Revenues were flat in RF Technology for the year, but operating margins increased by 250 basis points leading to operating profit growth of 10%. With increasing software revenues Roper’s management believe it can expand margins and revenues again in 2013.
The Industrial Technology segment saw revenues rise 8% and operating profit up 15% for the year. With fracking and oil shale gas activity showing no signs of slowing, its fluid handling operations should do well. Indeed, if the US is about to see a renaissance in manufacturing spurred by cheaper energy then increased industrial production will then feed back into increased demand for energy. Furthermore if new housing starts are going to improve then demand for Roper’s metering and water handling solutions surely will too. It is a similar story in the Energy Systems and Controls segment where global LNG projects are creating demand for compressors.
The Bottom Line
LNG, oil shale, fracking, new house builds, MIS, radiation oncology etc.

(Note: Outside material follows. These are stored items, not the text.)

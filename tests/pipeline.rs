#[path = "pipeline/config_file.rs"]
mod config_file;
#[path = "pipeline/edit_to_feedback.rs"]
mod edit_to_feedback;
#[path = "pipeline/responses.rs"]
mod responses;
#[path = "support/pipeline_harness.rs"]
mod pipeline_harness;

The list of favorable end market drivers is impressive, and provided the economy does okay in 2013, I think Roper is well positioned.
The problem is that the market seems aware of that fact and has priced the stock accordingly. On a forward PE of nearly 21x earnings, it is hardly cheap. It is a high quality stock, but it is still exposed to some cyclical growth factors, and that means macro risk. I think it is fairly valued right now; I closed out my position when it hit my price target earlier in the year. Nevertheless I’m monitoring this with a view to buying back in with a $125 price target.